**The problem:** In the data below, the answer is the run of lines from the line containing "filename src/runtime/builder.rs" through the line containing "the simulation framework.", both included; print it exactly and nothing else.
┌─ Material for this exercise
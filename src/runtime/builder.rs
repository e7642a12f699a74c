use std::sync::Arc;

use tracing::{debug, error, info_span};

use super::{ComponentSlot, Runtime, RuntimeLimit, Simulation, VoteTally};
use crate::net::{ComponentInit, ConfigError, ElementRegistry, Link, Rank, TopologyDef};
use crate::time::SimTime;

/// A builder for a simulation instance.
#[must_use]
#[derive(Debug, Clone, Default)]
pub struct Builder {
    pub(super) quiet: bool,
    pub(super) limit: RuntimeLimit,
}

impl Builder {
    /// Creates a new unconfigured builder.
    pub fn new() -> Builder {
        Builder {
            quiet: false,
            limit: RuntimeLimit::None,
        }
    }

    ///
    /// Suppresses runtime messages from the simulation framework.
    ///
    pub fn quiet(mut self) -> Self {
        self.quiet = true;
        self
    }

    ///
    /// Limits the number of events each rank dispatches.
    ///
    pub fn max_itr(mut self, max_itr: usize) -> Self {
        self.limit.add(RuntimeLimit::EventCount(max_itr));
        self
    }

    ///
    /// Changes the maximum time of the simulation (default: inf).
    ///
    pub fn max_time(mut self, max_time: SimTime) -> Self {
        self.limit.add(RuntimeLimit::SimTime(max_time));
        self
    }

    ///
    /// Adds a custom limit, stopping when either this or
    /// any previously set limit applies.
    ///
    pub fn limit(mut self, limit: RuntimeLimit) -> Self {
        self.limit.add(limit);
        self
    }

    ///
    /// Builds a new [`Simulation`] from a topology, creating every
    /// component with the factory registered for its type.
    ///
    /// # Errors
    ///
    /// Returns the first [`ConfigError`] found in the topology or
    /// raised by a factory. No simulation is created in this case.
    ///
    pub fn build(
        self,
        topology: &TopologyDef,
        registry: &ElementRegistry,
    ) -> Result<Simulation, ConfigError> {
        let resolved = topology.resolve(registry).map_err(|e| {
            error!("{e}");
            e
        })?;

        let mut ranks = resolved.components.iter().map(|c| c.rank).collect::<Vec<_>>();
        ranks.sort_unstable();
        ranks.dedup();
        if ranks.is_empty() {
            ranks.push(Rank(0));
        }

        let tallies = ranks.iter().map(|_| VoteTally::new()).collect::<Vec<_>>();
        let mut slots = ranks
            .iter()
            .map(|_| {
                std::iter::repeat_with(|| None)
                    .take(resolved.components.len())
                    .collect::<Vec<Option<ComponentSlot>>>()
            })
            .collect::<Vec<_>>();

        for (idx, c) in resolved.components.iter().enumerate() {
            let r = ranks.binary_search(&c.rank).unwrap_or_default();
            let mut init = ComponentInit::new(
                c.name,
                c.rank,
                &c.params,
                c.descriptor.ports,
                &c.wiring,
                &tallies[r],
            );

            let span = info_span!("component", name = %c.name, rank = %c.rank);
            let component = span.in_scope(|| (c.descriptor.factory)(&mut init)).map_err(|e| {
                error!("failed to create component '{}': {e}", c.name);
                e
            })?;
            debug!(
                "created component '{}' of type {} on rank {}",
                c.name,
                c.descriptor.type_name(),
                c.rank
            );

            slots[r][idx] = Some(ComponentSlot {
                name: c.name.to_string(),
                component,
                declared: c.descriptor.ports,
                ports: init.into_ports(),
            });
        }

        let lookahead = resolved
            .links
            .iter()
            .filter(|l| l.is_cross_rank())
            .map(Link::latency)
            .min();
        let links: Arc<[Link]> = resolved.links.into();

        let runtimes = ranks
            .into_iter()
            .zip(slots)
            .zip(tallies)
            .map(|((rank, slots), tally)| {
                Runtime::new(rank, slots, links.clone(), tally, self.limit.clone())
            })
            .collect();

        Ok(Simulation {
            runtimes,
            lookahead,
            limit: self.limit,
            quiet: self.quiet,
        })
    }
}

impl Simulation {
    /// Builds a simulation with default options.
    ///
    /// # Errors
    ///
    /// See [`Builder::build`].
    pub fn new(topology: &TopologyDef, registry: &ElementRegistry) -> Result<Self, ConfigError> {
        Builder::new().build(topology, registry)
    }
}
└─
┌─ Material for this exercise
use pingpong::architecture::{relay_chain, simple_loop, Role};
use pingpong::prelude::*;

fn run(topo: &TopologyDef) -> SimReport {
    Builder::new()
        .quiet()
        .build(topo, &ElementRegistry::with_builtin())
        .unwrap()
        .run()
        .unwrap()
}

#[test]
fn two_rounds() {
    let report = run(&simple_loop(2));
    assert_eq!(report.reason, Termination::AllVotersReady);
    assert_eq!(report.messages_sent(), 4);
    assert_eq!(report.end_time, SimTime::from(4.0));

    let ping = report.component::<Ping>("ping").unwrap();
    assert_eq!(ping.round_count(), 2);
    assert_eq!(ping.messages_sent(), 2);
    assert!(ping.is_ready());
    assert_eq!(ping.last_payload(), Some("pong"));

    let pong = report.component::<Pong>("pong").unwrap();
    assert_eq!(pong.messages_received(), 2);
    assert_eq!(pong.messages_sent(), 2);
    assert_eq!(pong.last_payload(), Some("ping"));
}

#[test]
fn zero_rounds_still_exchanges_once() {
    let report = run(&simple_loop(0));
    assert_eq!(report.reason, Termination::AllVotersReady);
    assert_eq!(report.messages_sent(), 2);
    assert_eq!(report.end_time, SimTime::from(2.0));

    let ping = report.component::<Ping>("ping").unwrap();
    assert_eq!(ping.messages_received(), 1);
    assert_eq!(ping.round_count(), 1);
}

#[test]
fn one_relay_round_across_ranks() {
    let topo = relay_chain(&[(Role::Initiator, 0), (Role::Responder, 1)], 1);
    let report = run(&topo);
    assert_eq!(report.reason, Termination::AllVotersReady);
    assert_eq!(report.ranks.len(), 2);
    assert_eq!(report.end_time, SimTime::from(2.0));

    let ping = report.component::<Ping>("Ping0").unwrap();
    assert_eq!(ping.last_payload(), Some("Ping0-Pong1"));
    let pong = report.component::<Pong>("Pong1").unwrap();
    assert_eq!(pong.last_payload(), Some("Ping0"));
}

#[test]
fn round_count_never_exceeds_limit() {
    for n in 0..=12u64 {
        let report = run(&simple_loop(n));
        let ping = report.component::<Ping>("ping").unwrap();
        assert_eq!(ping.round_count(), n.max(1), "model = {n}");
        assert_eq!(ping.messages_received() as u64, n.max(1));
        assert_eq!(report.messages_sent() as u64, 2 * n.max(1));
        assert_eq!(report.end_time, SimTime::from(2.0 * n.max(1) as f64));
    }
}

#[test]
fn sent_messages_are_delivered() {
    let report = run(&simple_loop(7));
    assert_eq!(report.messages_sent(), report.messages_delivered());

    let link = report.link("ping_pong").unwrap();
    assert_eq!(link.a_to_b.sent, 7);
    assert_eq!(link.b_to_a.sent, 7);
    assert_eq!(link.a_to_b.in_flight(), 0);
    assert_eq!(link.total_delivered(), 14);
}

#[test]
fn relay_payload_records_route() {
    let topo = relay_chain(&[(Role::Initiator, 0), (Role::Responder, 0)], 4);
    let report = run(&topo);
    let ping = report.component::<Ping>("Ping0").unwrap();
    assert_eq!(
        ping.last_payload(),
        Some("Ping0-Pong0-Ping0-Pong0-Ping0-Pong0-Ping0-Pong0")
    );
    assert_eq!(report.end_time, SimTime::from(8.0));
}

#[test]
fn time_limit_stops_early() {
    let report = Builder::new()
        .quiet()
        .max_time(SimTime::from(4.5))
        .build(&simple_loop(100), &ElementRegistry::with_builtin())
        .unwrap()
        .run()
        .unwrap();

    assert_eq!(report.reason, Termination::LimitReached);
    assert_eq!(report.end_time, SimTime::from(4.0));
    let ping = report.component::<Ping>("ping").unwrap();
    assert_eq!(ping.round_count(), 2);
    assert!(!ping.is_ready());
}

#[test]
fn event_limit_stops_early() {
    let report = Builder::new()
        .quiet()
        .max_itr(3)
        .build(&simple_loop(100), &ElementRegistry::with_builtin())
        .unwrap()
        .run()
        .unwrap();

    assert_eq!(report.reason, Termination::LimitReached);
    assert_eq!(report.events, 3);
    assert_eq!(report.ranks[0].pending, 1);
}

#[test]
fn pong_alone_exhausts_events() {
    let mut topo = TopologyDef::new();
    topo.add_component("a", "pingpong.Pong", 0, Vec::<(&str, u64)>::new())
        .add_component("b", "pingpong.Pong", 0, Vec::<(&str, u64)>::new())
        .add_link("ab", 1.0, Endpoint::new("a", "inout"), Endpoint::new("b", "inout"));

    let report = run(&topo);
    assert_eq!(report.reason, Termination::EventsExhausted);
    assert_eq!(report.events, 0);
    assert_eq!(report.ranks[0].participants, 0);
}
└─
**Exercise output:**
filename src/runtime/builder.rs
repository e7642a12f699a74c
use std::sync::Arc;

use tracing::{debug, error, info_span};

use super::{ComponentSlot, Runtime, RuntimeLimit, Simulation, VoteTally};
use crate::net::{ComponentInit, ConfigError, ElementRegistry, Link, Rank, TopologyDef};
use crate::time::SimTime;

/// A builder for a simulation instance.
#[must_use]
#[derive(Debug, Clone, Default)]
pub struct Builder {
    pub(super) quiet: bool,
    pub(super) limit: RuntimeLimit,
}

impl Builder {
    /// Creates a new unconfigured builder.
    pub fn new() -> Builder {
        Builder {
            quiet: false,
            limit: RuntimeLimit::None,
        }
    }

    ///
    /// Suppresses runtime messages from the simulation framework.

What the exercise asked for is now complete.